UUCA Connections, our monthly newsletter, includes service descriptions, columns from the Minister, Board of Trustees President, the Director of Lifespan Religious Education and the Assistant Minister. It also includes upcoming events, timely articles, and one page that is devoted to our Earth & Social Justice Ministry discussions and program offerings. Read Rev. Mark Ward’s column below, or click here to read the entire newsletter, and get a better feel for our congregation and how you would fit in!
MINISTER’S MUSINGS from the May newsletter
One of the interesting aspects of the work of a minister is that there is no set standard for how long one remains in a particular settlement. Some ministers move frequently; others like to settle in for a while. And the same applies with churches; some welcome a relatively frequent turnover of clergy while others like for their ministers to stick around. Because in our association there is no authority dictating the tenure of ministers, it is a question entirely up to individual congregations and ministers.
There is no particular pattern here in Asheville. The six settled ministers who preceded me had tenures ranging from four to around eleven years. And so as I near the end of my ninth year at UUCA, it’s a question that’s been on my mind. Ever since I received your packet in the fall of 2003 I have felt a special connection to this congregation – as they say in the search process, it felt like “a match.” That is to say, it has felt like there is a good fit between us, between the ministry that this congregation seeks and the ministry I hope to provide. I feel that in my time here both this congregation and I have grown in complementary ways, and the fit is still strong.
So, this year I decided to explore what that means. Early in April I attended at three-day workshop by the Alban Institute, a non-denominational church consulting group, on the topic, “Visions and Skills for a Long Pastorate.” Longer pastorates, they say, provide stability for congregations, offering a setting where both minister and congregation grow and deepen their relationship as well as their mutual understanding of their work together. But there can also be dangers. Either the congregation or the minister or both can stagnate or get stuck, taking one another for granted or losing their vitality.

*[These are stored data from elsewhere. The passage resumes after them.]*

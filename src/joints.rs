// src/joints.rs - Joint state model, store and skeleton topology
use nalgebra::Vector2;
use once_cell::sync::Lazy;
use serde::{Deserialize, Serialize};
use std::collections::{HashMap, HashSet};

pub const SPINE_BASE: &str = "SpineBase";
pub const SPINE_MID: &str = "SpineMid";
pub const SPINE_SHOULDER: &str = "SpineShoulder";
pub const NECK: &str = "Neck";
pub const HEAD: &str = "Head";
pub const SHOULDER_LEFT: &str = "ShoulderLeft";
pub const ELBOW_LEFT: &str = "ElbowLeft";
pub const WRIST_LEFT: &str = "WristLeft";
pub const HAND_LEFT: &str = "HandLeft";
pub const SHOULDER_RIGHT: &str = "ShoulderRight";
pub const ELBOW_RIGHT: &str = "ElbowRight";
pub const WRIST_RIGHT: &str = "WristRight";
pub const HAND_RIGHT: &str = "HandRight";
pub const HIP_LEFT: &str = "HipLeft";
pub const KNEE_LEFT: &str = "KneeLeft";
pub const ANKLE_LEFT: &str = "AnkleLeft";
pub const FOOT_LEFT: &str = "FootLeft";
pub const HIP_RIGHT: &str = "HipRight";
pub const KNEE_RIGHT: &str = "KneeRight";
pub const ANKLE_RIGHT: &str = "AnkleRight";
pub const FOOT_RIGHT: &str = "FootRight";

/// Sensor confidence for a joint's reported position.
#[derive(Debug, Clone, Copy, PartialEq, Eq, Hash, Serialize, Deserialize)]
pub enum TrackingState {
    NotTracked = 0,
    Inferred = 1,
    Tracked = 2,
}

impl TrackingState {
    pub fn from_code(code: i64) -> Option<Self> {
        match code {
            0 => Some(Self::NotTracked),
            1 => Some(Self::Inferred),
            2 => Some(Self::Tracked),
            _ => None,
        }
    }
}

/// Hand pose classification reported for the two hand joints.
#[derive(Debug, Clone, Copy, PartialEq, Eq, Hash, Serialize, Deserialize)]
pub enum HandState {
    Unknown = 0,
    NotTracked = 1,
    Open = 2,
    Closed = 3,
    Lasso = 4,
}

impl HandState {
    pub fn from_code(code: i64) -> Option<Self> {
        match code {
            0 => Some(Self::Unknown),
            1 => Some(Self::NotTracked),
            2 => Some(Self::Open),
            3 => Some(Self::Closed),
            4 => Some(Self::Lasso),
            _ => None,
        }
    }
}

#[derive(Debug, Clone, PartialEq)]
pub struct Joint {
    pub raw_position: Vector2<f64>,
    pub tracking_state: TrackingState,
    pub hand_state: Option<HandState>,
    /// Store frame in which this joint last received a position.
    pub last_frame: u64,
}

impl Joint {
    fn new(raw_position: Vector2<f64>, frame: u64) -> Self {
        Self {
            raw_position,
            tracking_state: TrackingState::NotTracked,
            hand_state: None,
            last_frame: frame,
        }
    }

    pub fn is_tracked(&self) -> bool {
        self.tracking_state == TrackingState::Tracked
    }

    pub fn is_closed(&self) -> bool {
        self.hand_state == Some(HandState::Closed)
    }
}

/// Latest known state per joint name.
///
/// Only `FrameIngestor` writes to the store; everything downstream reads it
/// through shared references. Joints appear the first time a position
/// payload names them and are never removed.
#[derive(Debug, Default, Clone)]
pub struct JointStateStore {
    joints: HashMap<String, Joint>,
    frame: u64,
}

impl JointStateStore {
    pub fn new() -> Self {
        Self::default()
    }

    pub fn get(&self, name: &str) -> Option<&Joint> {
        self.joints.get(name)
    }

    pub fn contains(&self, name: &str) -> bool {
        self.joints.contains_key(name)
    }

    pub fn len(&self) -> usize {
        self.joints.len()
    }

    pub fn is_empty(&self) -> bool {
        self.joints.is_empty()
    }

    pub fn iter(&self) -> impl Iterator<Item = (&str, &Joint)> {
        self.joints.iter().map(|(name, joint)| (name.as_str(), joint))
    }

    /// Number of frames applied so far.
    pub fn frame(&self) -> u64 {
        self.frame
    }

    /// Frames elapsed since `name` last received a position.
    pub fn frames_since_update(&self, name: &str) -> Option<u64> {
        self.joints
            .get(name)
            .map(|joint| self.frame.saturating_sub(joint.last_frame))
    }

    /// A joint is stale once the sensor has delivered more than
    /// `max_age` frames without mentioning it. `None` disables expiry.
    pub fn is_stale(&self, name: &str, max_age: Option<u64>) -> bool {
        match (max_age, self.frames_since_update(name)) {
            (Some(max_age), Some(age)) => age > max_age,
            _ => false,
        }
    }

    /// Joint that is present and not stale.
    pub fn live(&self, name: &str, max_age: Option<u64>) -> Option<&Joint> {
        self.get(name).filter(|_| !self.is_stale(name, max_age))
    }

    /// Joint that is present, not stale and reported as `Tracked`.
    pub fn tracked(&self, name: &str, max_age: Option<u64>) -> Option<&Joint> {
        self.live(name, max_age).filter(|joint| joint.is_tracked())
    }

    pub(crate) fn begin_frame(&mut self) {
        self.frame += 1;
    }

    pub(crate) fn set_raw_position(&mut self, name: &str, position: Vector2<f64>) {
        let frame = self.frame;
        match self.joints.get_mut(name) {
            Some(joint) => {
                joint.raw_position = position;
                joint.last_frame = frame;
            }
            None => {
                self.joints.insert(name.to_string(), Joint::new(position, frame));
            }
        }
    }

    pub(crate) fn joint_mut(&mut self, name: &str) -> Option<&mut Joint> {
        self.joints.get_mut(name)
    }
}

#[derive(Debug, Clone, Copy, PartialEq, Eq)]
pub struct Rgb(pub u8, pub u8, pub u8);

/// Connection between two joints, drawn as one skeleton segment.
#[derive(Debug, Clone, Copy, PartialEq)]
pub struct Bone {
    pub start: &'static str,
    pub end: &'static str,
    pub color: Rgb,
    pub label: &'static str,
}

const TORSO: Rgb = Rgb(235, 235, 235);
const LEFT_ARM: Rgb = Rgb(70, 130, 240);
const RIGHT_ARM: Rgb = Rgb(240, 90, 70);
const LEFT_LEG: Rgb = Rgb(80, 200, 160);
const RIGHT_LEG: Rgb = Rgb(240, 190, 60);

const fn bone(start: &'static str, end: &'static str, color: Rgb, label: &'static str) -> Bone {
    Bone { start, end, color, label }
}

pub static SKELETON_BONES: [Bone; 20] = [
    // Torso
    bone(HEAD, NECK, TORSO, "Head"),
    bone(NECK, SPINE_SHOULDER, TORSO, "Neck"),
    bone(SPINE_SHOULDER, SPINE_MID, TORSO, "Upper Spine"),
    bone(SPINE_MID, SPINE_BASE, TORSO, "Lower Spine"),
    bone(SPINE_SHOULDER, SHOULDER_LEFT, TORSO, "Left Clavicle"),
    bone(SPINE_SHOULDER, SHOULDER_RIGHT, TORSO, "Right Clavicle"),
    bone(SPINE_BASE, HIP_LEFT, TORSO, "Left Pelvis"),
    bone(SPINE_BASE, HIP_RIGHT, TORSO, "Right Pelvis"),
    // Arms
    bone(SHOULDER_LEFT, ELBOW_LEFT, LEFT_ARM, "Left Upper Arm"),
    bone(ELBOW_LEFT, WRIST_LEFT, LEFT_ARM, "Left Forearm"),
    bone(WRIST_LEFT, HAND_LEFT, LEFT_ARM, "Left Hand"),
    bone(SHOULDER_RIGHT, ELBOW_RIGHT, RIGHT_ARM, "Right Upper Arm"),
    bone(ELBOW_RIGHT, WRIST_RIGHT, RIGHT_ARM, "Right Forearm"),
    bone(WRIST_RIGHT, HAND_RIGHT, RIGHT_ARM, "Right Hand"),
    // Legs
    bone(HIP_LEFT, KNEE_LEFT, LEFT_LEG, "Left Thigh"),
    bone(KNEE_LEFT, ANKLE_LEFT, LEFT_LEG, "Left Shin"),
    bone(ANKLE_LEFT, FOOT_LEFT, LEFT_LEG, "Left Foot"),
    bone(HIP_RIGHT, KNEE_RIGHT, RIGHT_LEG, "Right Thigh"),
    bone(KNEE_RIGHT, ANKLE_RIGHT, RIGHT_LEG, "Right Shin"),
    bone(ANKLE_RIGHT, FOOT_RIGHT, RIGHT_LEG, "Right Foot"),
];

/// Every joint name that appears in the skeleton topology.
pub static SKELETON_JOINTS: Lazy<HashSet<&'static str>> = Lazy::new(|| {
    SKELETON_BONES
        .iter()
        .flat_map(|bone| [bone.start, bone.end])
        .collect()
});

Healthy congregations, the consultants say, are those where minister and congregation remain engaged with each other, where there are many occasions for feedback in both directions, and where each is open to growth. They are places that promote active participation in the congregation’s democratic process as well as a shared culture of expectation for membership. They are places where both clergy and lay leaders feel empowered for the work that is theirs.
As I look ahead to my 10th year here, I invite you to join me in reflecting on how we can all live into that kind of collaboration to continue to build a shared ministry that is joyful and vital. There is a beauty to that kind of relationship–one that serves us all and advances our hopes for ourselves and the world. Fitting, since beauty is our theme for worship and reflection for this month, a time of year when the natural world is coming alive and beauty is busting out all over.